A story. In 1854, a baby girl was very sick with diarrhea. Her mother washed the diapers and threw the waste water into a cesspit under a house in their Soho neighborhood. Within weeks a cholera epidemic had killed some 700 people in the neighborhood. Thousands more were sick.
A doctor, John Snow, and an Anglican priest, Henry Whitefield, refused to believe the prevailing theory: that disease was spread by a "miasma" or "bad air." The men tracked down everyone who was sick and painstakingly mapped where they lived. Snow was a scientist, and he began to link the illness to one well in the neighborhood. Whitehead knew the people and had their trust, so they cooperated with the inquiry.
When the men realized that a single well -- the now notorious Broad Street well -- was linked to nearly all the cases, they removed the handle of the pump and closed it. The epidemic quickly subsided.
The detective work that helped to link disease to the contamination of a water source is an important part of medical history. The role of the scientist is well known. The pastor's is not.

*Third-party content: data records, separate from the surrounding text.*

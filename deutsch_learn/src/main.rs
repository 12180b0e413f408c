use actix_web::{web, HttpServer};
use clap::Parser;
use deutsch_learn::build_application;
use deutsch_learn::cli::CLIArgs;
use deutsch_learn::logging::initialize_tracing;
use deutsch_learn::state::ApplicationStateInner;
use deutsch_learn_configuration::Configuration;
use miette::{Context, IntoDiagnostic, Result};
use tracing::{debug, info};



#[tokio::main]
async fn main() -> Result<()> {
    // Parse CLI arguments.
    let arguments = CLIArgs::parse();

    // A missing `.env` file is fine, the variables may already be set.
    let dotenv_file_path = dotenvy::dotenv().ok();

    // Load configuration.
    let configuration = match arguments.configuration_file_path.as_ref() {
        Some(path) => {
            println!("Loading configuration: {}", path.display());
            Configuration::load_from_path(path)
        }
        None => {
            println!("Loading configuration from environment variables.");
            Configuration::load_from_environment()
        }
    }
    .into_diagnostic()
    .wrap_err("Failed to load configuration.")?;


    let guard = initialize_tracing(
        configuration.logging.console_output_level_filter(),
        configuration.logging.log_file_output_level_filter(),
        configuration.logging.log_file_output_directory.as_deref(),
        "deutsch_learn",
    )
    .into_diagnostic()
    .wrap_err("Failed to initialize tracing.")?;

    info!(source = ?configuration.source, "Configuration loaded.");

    if let Some(dotenv_file_path) = dotenv_file_path {
        debug!(
            file_path = %dotenv_file_path.display(),
            "Loaded environment variables from .env file."
        );
    }


    // Connect to the database and apply pending migrations.
    let state = web::Data::new(
        ApplicationStateInner::new(configuration.clone())
            .await
            .into_diagnostic()
            .wrap_err("Failed to set up the database.")?,
    );


    // Initialize and start the actix HTTP server.
    let server = HttpServer::new(move || build_application(state.clone()))
        .bind((configuration.http.host.as_str(), configuration.http.port))
        .into_diagnostic()
        .wrap_err("Failed to set up actix HTTP server.")?;

    info!(
        host = configuration.http.host.as_str(),
        port = configuration.http.port,
        "HTTP server initialized and running."
    );

    // Run HTTP server until stopped.
    server
        .run()
        .await
        .into_diagnostic()
        .wrap_err("Errored while running actix HTTP server.")?;


    drop(guard);
    Ok(())
}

Steve de Guchy, a minister and theology professor at the University of Kwa-Zulu Natal in South Africa, told this story to hammer in the central message of a conference last week in Capetown. Its title was "When Religion and Health Align: Mobilizing Religious Health Assets for Transformation," and it brought together the kind of motley gathering that does give transformation a chance: ministers, medical doctors, theologians, epidemiologists from all over Africa and the United States.
The contemporary objective is the same as that of the 19th century seekers - to stop millions of preventable deaths. And again the core idea is to link the strengths of medicine and public health with those of the "religious health assets." "Mapping" the assets- taking careful stock of what is there and analyzing it-is a vital first step.

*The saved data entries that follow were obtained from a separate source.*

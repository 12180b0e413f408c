use std::fmt::Debug;

use actix_web::body::BoxBody;
use actix_web::dev::ServiceResponse;
use actix_web::http::header::{HeaderMap, HeaderName};
use actix_web::http::StatusCode;
use actix_web::test;
use actix_web::web::Bytes;
use deutsch_learn_core::api_models::{ErrorReason, ResponseWithErrorReason};
use serde::Deserialize;


pub struct TestResponse {
    status: StatusCode,
    headers: HeaderMap,
    body_bytes: Bytes,
}

impl TestResponse {
    pub(crate) async fn from_service_response(response: ServiceResponse<BoxBody>) -> Self {
        let status = response.status();
        let headers = response.headers().to_owned();
        let body_bytes = test::read_body(response).await;

        Self {
            status,
            headers,
            body_bytes,
        }
    }

    #[track_caller]
    pub fn assert_status_equals(&self, status_code: StatusCode) {
        assert_eq!(
            self.status,
            status_code,
            "unexpected status, body: {}",
            String::from_utf8_lossy(&self.body_bytes)
        );
    }

    pub fn header(&self, header_name: &str) -> Option<&str> {
        self.headers
            .get(HeaderName::from_bytes(header_name.as_bytes()).ok()?)
            .and_then(|value| value.to_str().ok())
    }

    #[track_caller]
    pub fn assert_header_equals(&self, header_name: &str, expected_header_value: &str) {
        let actual_header_value = self.header(header_name).unwrap_or_else(|| {
            panic!("header {} does not exist on response", header_name)
        });

        assert_eq!(expected_header_value, actual_header_value);
    }

    #[track_caller]
    pub fn assert_header_missing(&self, header_name: &str) {
        assert!(
            self.header(header_name).is_none(),
            "header {} should not be present on response",
            header_name
        );
    }

    #[track_caller]
    pub fn assert_body_is_empty(&self) {
        assert!(
            self.body_bytes.is_empty(),
            "expected an empty body, got: {}",
            String::from_utf8_lossy(&self.body_bytes)
        );
    }

    pub fn json_body<'de, D>(&'de self) -> D
    where
        D: Deserialize<'de>,
    {
        serde_json::from_slice::<D>(&self.body_bytes).expect("failed to deserialize body as JSON")
    }

    #[track_caller]
    pub fn assert_json_body_matches<'de, D>(&'de self, expected_content: D)
    where
        D: Deserialize<'de> + PartialEq + Debug,
    {
        let data = self.json_body::<D>();

        assert_eq!(data, expected_content);
    }

    #[track_caller]
    pub fn assert_error_reason_equals<R>(&self, expected_reason: R)
    where
        R: Into<ErrorReason>,
    {
        let response = self.json_body::<ResponseWithErrorReason>();

        assert_eq!(response.reason, expected_reason.into());
    }
}
mod model;
mod mutation;
mod query;

pub use model::*;
pub use mutation::*;
pub use query::*;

We have vastly more knowledge today than Snow and Whitefield had in 1854. Science has made huge strides and the killers of the past - diarrhea, malaria, respiratory illnesses, all most lethal to small children - should be history. They are not. World leaders, including Barack Obama, have made poignant statements in recent weeks about the imperative to act on these large global health challenges.
But many in scientific and public health circles seem to be wearing blinkers when it comes to the role that religious health assets could play, both locally and globally, in mounting more effective programs.

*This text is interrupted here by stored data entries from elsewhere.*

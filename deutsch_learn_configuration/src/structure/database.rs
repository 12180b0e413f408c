use std::env::VarError;

use serde::Deserialize;

use crate::environment::EnvironmentReader;
use crate::traits::Resolve;
use crate::EnvironmentVariableError;


const DEFAULT_MAX_CONNECTIONS: u32 = 10;


#[derive(Deserialize, Debug, Clone)]
pub(crate) struct UnresolvedDatabaseConfiguration {
    url: String,

    #[serde(default)]
    max_connections: Option<u32>,
}

impl UnresolvedDatabaseConfiguration {
    pub(crate) fn from_environment<F>(
        environment: &EnvironmentReader<F>,
    ) -> Result<Self, EnvironmentVariableError>
    where
        F: Fn(&str) -> Result<String, VarError>,
    {
        Ok(Self {
            url: environment.read("DATABASE_URL")?,
            max_connections: environment.read_optional_as_type("DATABASE_MAX_CONNECTIONS")?,
        })
    }
}


/// Database-related configuration.
#[derive(Debug, Clone)]
pub struct DatabaseConfiguration {
    /// SQLite connection URL, e.g. `sqlite://data/words.db` or `sqlite::memory:`.
    pub url: String,

    /// Maximum number of pooled connections.
    pub max_connections: u32,
}

impl Resolve for UnresolvedDatabaseConfiguration {
    type Resolved = DatabaseConfiguration;

    fn resolve(self) -> Self::Resolved {
        DatabaseConfiguration {
            url: self.url,
            max_connections: self
                .max_connections
                .filter(|max_connections| *max_connections > 0)
                .unwrap_or(DEFAULT_MAX_CONNECTIONS),
        }
    }
}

Part of the problem is that the assets are so complex and diverse - a galaxy, as a Catholic cardinal once described them to me. Large and tiny, formal hospitals and clinics and informal mothers' groups, traditions (good and bad) linked to health, pulpits and platforms where messages can be spread. And above all, a will, where there is knowledge, to contribute and deal with the suffering that falls most heavily on poor people.
Another problem is a common assumption that modern science has banished the role of religion in health, so huge in the past, to the distant margins. And the well-touted negative health experiences tied to religion (Christian faith healing denying care to children, imams claiming that mosquito nets are designed to cause infertility, just as examples) don't help.
But the fact is that there are huge religious health assets. Hospitals and clinics, hundreds of thousands, for a start. Nurses and doctors. A passionate commitment to caring for those who suffer. Most religious traditions see health, often broadly defined so that it links physical health, stress, and spiritual health in seamless ways, as part of their core missions.
But beyond health care itself, what may perhaps be as valuable today as it was in 1854, is the knowledge of communities and networks of people with religious links. What better way to spread the most vital advice to fight the H1N1 virus-to wash your hands?
Most health care happens outside hospitals, in families and communities. Messages are vitally important. So the alliance for transformation that Dr, Snow and Father Whitehead formed long ago is the kind of creative and open model of partnership we need today. The thousands of ideas and insights hatched in Capetown at the African Religious Health Assets Program conference last week can be an inspiration.